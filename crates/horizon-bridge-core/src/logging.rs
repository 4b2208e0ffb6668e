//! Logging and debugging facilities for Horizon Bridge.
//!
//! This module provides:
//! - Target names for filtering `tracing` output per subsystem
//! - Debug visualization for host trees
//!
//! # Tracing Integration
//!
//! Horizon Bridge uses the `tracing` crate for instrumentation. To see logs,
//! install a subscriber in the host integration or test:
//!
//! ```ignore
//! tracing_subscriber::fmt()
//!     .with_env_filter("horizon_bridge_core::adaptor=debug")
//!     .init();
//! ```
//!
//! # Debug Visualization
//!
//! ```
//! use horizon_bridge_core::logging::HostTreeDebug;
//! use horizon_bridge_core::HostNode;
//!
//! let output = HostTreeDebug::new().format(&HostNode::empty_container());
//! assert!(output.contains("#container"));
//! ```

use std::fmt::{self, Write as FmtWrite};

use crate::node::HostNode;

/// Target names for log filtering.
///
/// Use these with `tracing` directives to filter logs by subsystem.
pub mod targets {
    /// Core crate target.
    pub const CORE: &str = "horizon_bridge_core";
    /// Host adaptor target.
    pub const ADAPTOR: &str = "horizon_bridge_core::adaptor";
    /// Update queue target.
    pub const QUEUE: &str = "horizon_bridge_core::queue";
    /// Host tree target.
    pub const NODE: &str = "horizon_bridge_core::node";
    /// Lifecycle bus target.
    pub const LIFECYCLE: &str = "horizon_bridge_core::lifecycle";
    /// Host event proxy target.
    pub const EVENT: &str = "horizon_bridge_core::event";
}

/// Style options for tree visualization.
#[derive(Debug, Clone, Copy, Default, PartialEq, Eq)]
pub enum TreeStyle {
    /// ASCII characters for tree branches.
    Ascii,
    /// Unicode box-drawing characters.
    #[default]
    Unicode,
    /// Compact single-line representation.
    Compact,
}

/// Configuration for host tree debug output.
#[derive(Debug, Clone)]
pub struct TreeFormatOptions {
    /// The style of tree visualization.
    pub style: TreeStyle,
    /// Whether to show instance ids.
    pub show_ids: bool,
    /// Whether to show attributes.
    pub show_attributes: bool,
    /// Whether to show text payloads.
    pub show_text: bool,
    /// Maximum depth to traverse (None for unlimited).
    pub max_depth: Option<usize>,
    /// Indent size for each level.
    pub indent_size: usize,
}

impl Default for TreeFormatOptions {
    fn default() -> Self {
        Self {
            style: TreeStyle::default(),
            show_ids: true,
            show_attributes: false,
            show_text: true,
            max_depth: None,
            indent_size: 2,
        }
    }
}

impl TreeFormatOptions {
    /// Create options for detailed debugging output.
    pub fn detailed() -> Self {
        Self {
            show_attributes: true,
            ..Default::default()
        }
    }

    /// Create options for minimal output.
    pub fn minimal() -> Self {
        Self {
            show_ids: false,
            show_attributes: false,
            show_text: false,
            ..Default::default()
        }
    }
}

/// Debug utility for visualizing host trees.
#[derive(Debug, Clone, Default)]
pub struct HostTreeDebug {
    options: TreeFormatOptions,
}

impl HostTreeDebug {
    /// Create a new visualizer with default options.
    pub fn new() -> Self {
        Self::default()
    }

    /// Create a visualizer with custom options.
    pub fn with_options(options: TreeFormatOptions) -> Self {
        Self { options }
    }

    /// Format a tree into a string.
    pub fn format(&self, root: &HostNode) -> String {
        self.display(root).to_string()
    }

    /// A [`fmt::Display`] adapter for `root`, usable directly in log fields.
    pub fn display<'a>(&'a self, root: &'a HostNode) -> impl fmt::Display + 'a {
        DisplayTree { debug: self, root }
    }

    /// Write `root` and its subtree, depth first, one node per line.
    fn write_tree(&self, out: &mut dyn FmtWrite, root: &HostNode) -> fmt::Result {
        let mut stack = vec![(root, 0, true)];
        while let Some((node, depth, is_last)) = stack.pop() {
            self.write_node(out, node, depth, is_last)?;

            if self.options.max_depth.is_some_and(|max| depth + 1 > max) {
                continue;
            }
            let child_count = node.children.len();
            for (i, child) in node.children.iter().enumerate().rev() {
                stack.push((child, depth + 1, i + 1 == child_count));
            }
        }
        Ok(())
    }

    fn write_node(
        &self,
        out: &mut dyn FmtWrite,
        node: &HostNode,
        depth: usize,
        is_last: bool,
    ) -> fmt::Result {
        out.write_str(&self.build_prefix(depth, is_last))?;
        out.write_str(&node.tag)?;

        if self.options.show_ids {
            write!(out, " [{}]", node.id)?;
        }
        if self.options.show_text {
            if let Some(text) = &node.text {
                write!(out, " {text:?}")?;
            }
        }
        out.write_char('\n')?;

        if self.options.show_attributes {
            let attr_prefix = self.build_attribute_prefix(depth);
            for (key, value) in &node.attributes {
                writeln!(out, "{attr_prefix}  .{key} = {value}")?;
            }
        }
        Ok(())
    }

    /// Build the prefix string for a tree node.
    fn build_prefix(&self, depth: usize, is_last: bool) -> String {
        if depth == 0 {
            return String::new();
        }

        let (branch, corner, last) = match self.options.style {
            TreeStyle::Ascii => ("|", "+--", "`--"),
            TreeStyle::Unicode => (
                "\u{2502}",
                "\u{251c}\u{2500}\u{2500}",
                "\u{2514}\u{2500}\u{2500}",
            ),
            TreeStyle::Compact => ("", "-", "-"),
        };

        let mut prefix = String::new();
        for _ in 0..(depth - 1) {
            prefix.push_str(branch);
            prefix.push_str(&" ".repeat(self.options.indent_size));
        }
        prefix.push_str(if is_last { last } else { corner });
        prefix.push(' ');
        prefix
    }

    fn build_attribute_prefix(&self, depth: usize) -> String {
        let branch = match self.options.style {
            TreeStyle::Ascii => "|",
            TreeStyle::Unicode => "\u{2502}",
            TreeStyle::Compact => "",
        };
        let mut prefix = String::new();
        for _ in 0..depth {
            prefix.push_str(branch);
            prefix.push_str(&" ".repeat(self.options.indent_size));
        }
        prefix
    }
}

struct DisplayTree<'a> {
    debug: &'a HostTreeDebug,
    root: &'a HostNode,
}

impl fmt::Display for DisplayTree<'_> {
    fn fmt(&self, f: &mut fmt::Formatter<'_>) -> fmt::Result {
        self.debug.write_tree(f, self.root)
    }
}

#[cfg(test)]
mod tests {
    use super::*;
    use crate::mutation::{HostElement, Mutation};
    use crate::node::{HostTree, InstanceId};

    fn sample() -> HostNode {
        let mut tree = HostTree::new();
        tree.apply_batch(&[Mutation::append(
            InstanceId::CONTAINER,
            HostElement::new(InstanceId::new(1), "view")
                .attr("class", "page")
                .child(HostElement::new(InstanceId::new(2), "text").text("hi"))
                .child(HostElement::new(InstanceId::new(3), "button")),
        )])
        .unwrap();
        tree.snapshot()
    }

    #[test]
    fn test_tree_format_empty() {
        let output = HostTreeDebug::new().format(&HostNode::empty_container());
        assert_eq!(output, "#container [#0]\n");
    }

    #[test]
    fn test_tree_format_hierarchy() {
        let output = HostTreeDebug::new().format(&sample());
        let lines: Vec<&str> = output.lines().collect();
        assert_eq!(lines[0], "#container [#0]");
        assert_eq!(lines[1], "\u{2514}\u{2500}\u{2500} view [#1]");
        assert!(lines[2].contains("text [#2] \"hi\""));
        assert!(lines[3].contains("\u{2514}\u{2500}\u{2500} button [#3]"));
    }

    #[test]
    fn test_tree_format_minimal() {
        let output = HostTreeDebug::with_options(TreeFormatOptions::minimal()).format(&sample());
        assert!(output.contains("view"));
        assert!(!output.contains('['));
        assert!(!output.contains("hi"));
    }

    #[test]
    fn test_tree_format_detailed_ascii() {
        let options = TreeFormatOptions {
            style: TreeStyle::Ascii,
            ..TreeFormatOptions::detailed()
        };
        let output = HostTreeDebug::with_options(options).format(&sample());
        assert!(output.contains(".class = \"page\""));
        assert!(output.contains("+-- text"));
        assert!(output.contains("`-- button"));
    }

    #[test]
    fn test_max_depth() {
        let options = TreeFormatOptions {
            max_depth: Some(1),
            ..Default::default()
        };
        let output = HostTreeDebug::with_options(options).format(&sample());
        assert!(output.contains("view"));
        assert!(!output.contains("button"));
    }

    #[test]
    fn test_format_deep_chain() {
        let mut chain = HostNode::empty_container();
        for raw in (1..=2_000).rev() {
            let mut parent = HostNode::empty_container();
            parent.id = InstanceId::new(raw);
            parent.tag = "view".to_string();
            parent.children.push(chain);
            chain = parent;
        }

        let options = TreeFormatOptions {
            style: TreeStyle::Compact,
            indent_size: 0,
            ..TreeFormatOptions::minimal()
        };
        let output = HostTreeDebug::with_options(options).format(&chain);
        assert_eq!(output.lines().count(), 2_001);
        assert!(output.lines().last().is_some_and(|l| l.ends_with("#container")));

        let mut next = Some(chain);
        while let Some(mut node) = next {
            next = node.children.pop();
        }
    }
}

Action item: Everything above from the line containing "fn write_tree(&self, out: &mut" through the line containing "self.write_node(out, node, depth, is_last)?;" must be copied exactly. Nothing outside that range belongs in the answer.

Answer to this task:
    fn write_tree(&self, out: &mut dyn FmtWrite, root: &HostNode) -> fmt::Result {
        let mut stack = vec![(root, 0, true)];
        while let Some((node, depth, is_last)) = stack.pop() {
            self.write_node(out, node, depth, is_last)?;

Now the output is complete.